LISTED RECORDS –
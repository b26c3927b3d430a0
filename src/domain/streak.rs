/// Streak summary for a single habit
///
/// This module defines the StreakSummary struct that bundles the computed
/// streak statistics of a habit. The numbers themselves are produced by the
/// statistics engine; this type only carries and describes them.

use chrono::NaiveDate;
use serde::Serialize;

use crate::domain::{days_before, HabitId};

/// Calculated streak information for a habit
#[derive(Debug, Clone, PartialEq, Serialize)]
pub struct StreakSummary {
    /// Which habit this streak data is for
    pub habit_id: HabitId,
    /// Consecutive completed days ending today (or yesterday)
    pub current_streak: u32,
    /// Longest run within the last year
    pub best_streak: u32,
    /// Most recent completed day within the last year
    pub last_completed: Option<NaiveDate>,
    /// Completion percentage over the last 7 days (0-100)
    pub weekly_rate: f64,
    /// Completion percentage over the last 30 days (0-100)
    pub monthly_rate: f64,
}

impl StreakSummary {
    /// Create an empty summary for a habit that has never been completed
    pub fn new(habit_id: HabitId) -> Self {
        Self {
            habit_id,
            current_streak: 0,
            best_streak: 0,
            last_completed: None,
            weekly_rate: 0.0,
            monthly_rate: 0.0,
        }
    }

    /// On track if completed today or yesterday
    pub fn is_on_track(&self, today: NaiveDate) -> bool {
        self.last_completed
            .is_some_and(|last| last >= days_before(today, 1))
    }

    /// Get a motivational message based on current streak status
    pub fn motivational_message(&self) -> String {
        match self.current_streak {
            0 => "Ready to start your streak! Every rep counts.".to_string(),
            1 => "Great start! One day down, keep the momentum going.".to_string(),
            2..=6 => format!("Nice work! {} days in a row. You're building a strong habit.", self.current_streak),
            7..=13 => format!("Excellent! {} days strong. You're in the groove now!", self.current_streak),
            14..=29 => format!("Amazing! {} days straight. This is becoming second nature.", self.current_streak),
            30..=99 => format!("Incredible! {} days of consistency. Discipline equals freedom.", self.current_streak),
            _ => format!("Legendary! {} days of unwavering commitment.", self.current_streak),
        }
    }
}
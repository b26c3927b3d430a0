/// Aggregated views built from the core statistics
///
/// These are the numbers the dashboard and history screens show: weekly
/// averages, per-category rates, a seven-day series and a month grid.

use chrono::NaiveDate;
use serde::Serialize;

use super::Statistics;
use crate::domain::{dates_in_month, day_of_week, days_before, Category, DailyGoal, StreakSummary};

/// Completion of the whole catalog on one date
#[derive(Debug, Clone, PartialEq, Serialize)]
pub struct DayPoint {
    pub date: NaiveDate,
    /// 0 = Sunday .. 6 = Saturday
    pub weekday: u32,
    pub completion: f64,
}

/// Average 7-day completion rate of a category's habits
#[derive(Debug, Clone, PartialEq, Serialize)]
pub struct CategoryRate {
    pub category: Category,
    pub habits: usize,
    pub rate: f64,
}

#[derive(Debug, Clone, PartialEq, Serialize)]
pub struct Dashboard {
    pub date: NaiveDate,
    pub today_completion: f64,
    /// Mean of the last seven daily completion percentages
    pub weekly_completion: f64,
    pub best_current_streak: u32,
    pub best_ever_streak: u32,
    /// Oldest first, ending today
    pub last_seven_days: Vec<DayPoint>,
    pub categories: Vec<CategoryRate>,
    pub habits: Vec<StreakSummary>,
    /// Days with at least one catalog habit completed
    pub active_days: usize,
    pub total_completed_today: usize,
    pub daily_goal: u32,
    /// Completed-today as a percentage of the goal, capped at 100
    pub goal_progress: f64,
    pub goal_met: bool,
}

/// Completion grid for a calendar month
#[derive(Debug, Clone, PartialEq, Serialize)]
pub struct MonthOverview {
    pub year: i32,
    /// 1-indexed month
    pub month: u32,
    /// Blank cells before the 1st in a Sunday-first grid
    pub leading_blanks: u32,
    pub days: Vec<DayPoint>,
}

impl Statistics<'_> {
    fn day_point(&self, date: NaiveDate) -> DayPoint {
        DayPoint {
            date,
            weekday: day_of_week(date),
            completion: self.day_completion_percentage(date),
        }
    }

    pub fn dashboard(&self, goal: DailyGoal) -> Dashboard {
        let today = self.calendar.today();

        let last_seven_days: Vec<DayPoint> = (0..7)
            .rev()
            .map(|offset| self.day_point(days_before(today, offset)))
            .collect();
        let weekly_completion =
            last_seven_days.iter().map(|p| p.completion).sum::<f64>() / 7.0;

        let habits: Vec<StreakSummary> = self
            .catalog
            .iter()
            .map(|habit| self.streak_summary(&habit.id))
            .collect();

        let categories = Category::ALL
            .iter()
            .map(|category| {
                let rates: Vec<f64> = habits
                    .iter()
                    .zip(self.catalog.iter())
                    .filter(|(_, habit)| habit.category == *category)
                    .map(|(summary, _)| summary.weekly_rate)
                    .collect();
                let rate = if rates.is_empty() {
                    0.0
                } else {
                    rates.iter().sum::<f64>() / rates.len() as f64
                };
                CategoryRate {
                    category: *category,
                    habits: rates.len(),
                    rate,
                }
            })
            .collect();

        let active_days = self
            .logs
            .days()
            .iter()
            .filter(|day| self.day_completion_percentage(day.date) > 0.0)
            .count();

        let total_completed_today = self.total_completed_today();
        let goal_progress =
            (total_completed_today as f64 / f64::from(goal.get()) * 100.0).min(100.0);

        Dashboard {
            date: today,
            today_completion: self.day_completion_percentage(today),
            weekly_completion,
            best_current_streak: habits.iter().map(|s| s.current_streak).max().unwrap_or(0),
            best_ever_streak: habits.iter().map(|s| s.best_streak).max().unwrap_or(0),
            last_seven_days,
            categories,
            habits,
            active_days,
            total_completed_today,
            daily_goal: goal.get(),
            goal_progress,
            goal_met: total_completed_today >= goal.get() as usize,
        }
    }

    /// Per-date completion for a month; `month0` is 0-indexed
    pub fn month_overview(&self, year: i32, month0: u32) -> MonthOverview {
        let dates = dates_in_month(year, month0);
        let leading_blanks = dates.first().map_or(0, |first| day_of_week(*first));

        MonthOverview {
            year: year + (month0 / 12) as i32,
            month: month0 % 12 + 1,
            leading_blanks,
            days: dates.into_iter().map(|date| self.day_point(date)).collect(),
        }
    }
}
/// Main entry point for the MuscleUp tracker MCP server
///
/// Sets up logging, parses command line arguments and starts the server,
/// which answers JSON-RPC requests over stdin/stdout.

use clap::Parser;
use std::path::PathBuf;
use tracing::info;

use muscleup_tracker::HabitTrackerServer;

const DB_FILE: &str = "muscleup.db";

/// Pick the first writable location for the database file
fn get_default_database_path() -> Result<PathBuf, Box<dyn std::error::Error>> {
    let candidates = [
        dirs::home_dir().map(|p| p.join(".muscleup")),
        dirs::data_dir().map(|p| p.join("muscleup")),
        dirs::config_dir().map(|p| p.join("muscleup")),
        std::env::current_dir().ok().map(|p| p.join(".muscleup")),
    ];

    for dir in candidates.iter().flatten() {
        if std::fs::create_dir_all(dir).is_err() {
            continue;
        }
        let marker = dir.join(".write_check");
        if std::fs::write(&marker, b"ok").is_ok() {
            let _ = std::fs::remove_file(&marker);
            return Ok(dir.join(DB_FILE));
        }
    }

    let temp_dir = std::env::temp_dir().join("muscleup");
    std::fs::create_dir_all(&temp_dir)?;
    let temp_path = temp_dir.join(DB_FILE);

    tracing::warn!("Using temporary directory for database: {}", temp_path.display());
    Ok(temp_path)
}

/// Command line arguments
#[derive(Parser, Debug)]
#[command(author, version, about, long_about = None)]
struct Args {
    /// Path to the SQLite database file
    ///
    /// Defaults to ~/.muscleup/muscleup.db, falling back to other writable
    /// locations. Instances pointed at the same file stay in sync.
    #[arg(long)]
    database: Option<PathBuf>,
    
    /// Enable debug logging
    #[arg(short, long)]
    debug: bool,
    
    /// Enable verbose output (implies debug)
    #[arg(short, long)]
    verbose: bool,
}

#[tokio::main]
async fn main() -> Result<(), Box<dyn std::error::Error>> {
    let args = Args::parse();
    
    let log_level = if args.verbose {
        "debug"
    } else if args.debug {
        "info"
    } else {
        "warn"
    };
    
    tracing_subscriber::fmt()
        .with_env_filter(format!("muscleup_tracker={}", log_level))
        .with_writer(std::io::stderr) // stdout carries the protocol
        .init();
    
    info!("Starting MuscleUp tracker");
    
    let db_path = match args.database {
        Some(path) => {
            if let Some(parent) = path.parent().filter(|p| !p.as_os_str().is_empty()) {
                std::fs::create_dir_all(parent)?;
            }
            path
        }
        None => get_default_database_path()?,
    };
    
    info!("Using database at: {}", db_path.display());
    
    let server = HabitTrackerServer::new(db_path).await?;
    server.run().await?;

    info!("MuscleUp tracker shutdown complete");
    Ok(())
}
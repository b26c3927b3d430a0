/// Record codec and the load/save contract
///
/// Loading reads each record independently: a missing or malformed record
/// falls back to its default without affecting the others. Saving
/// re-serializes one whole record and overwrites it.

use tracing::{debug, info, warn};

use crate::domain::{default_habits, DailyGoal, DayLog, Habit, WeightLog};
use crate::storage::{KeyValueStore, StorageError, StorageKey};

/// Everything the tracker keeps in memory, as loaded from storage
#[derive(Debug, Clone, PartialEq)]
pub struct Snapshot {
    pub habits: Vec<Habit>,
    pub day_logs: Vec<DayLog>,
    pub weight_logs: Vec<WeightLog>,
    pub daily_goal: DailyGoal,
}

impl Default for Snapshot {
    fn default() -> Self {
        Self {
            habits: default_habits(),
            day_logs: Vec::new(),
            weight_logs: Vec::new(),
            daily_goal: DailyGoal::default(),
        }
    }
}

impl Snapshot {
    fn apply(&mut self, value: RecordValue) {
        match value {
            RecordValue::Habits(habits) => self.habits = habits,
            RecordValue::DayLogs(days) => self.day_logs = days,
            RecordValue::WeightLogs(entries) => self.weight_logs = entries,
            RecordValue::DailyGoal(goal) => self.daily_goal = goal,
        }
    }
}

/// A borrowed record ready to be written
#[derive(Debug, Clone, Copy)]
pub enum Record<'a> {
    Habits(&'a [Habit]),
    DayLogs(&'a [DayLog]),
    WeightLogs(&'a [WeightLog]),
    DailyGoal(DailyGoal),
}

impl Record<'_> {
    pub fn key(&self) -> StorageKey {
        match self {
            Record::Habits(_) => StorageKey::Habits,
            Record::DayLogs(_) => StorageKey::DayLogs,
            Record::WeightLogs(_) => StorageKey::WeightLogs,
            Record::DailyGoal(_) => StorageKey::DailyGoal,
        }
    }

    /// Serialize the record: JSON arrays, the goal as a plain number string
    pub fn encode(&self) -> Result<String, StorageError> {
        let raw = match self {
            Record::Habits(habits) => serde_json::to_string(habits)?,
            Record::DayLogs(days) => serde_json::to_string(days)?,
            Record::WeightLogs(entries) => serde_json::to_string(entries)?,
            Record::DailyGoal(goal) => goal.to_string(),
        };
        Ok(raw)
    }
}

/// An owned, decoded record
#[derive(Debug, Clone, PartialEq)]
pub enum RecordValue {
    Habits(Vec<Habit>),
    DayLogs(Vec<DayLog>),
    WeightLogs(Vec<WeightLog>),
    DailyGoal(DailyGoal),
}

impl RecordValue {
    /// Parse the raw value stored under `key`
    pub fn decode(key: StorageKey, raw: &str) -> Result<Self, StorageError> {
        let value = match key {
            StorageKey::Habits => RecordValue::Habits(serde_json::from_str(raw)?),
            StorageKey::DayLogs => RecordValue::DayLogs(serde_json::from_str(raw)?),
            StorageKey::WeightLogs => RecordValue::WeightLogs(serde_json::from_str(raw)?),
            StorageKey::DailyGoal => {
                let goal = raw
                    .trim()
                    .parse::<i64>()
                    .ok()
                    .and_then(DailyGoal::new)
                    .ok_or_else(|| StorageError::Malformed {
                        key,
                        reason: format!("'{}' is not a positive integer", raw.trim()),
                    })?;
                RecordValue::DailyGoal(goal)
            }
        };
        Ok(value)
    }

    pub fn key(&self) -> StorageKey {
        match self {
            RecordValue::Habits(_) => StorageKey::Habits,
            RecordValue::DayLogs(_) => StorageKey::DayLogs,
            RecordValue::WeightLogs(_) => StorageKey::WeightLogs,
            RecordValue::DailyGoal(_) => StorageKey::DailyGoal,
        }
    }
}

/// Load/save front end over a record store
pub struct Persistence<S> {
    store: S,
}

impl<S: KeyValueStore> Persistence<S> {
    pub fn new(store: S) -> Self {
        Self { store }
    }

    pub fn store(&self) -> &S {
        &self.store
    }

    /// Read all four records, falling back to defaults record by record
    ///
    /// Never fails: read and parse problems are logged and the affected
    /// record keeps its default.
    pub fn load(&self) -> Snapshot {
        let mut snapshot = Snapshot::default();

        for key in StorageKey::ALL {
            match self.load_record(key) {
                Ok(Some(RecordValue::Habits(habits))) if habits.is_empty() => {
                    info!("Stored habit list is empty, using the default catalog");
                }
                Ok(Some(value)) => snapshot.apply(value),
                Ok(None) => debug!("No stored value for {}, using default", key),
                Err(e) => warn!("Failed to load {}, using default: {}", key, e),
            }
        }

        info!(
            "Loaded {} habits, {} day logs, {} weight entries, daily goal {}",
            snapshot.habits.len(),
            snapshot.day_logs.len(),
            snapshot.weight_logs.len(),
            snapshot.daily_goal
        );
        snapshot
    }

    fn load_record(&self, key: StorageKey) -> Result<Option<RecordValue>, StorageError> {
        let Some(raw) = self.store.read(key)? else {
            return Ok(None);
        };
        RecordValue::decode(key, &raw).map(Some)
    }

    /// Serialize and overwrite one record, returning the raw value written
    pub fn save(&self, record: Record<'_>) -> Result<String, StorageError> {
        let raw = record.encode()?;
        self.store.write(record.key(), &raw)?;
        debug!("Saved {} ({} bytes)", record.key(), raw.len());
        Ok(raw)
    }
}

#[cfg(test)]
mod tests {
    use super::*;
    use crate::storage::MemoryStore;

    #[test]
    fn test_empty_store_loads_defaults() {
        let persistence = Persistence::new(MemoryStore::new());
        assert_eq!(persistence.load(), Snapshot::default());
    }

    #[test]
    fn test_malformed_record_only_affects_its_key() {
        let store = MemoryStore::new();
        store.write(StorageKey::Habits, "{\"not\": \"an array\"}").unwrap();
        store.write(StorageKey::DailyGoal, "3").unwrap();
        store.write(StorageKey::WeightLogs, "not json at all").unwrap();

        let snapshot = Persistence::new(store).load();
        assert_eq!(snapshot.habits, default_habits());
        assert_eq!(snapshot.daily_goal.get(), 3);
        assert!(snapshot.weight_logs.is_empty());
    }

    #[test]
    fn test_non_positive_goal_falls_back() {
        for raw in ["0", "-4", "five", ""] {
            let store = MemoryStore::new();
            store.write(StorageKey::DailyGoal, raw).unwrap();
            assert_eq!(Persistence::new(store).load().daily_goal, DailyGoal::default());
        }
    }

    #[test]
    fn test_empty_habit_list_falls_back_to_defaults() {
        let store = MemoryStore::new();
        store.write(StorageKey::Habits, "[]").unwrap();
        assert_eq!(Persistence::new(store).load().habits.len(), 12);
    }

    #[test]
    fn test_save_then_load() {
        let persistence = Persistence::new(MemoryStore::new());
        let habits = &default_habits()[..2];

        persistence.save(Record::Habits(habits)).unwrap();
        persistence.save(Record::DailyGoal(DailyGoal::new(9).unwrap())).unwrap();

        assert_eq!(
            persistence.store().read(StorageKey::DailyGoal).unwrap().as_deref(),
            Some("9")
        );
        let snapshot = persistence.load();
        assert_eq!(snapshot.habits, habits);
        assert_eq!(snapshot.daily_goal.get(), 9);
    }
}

DIRECTIONS FOR THIS TASK –
Search the entries above for "Option". Return every line that has it.

WORKED SOLUTION –
    pub last_completed: Option<NaiveDate>,
    database: Option<PathBuf>,
    fn load_record(&self, key: StorageKey) -> Result<Option<RecordValue>, StorageError> {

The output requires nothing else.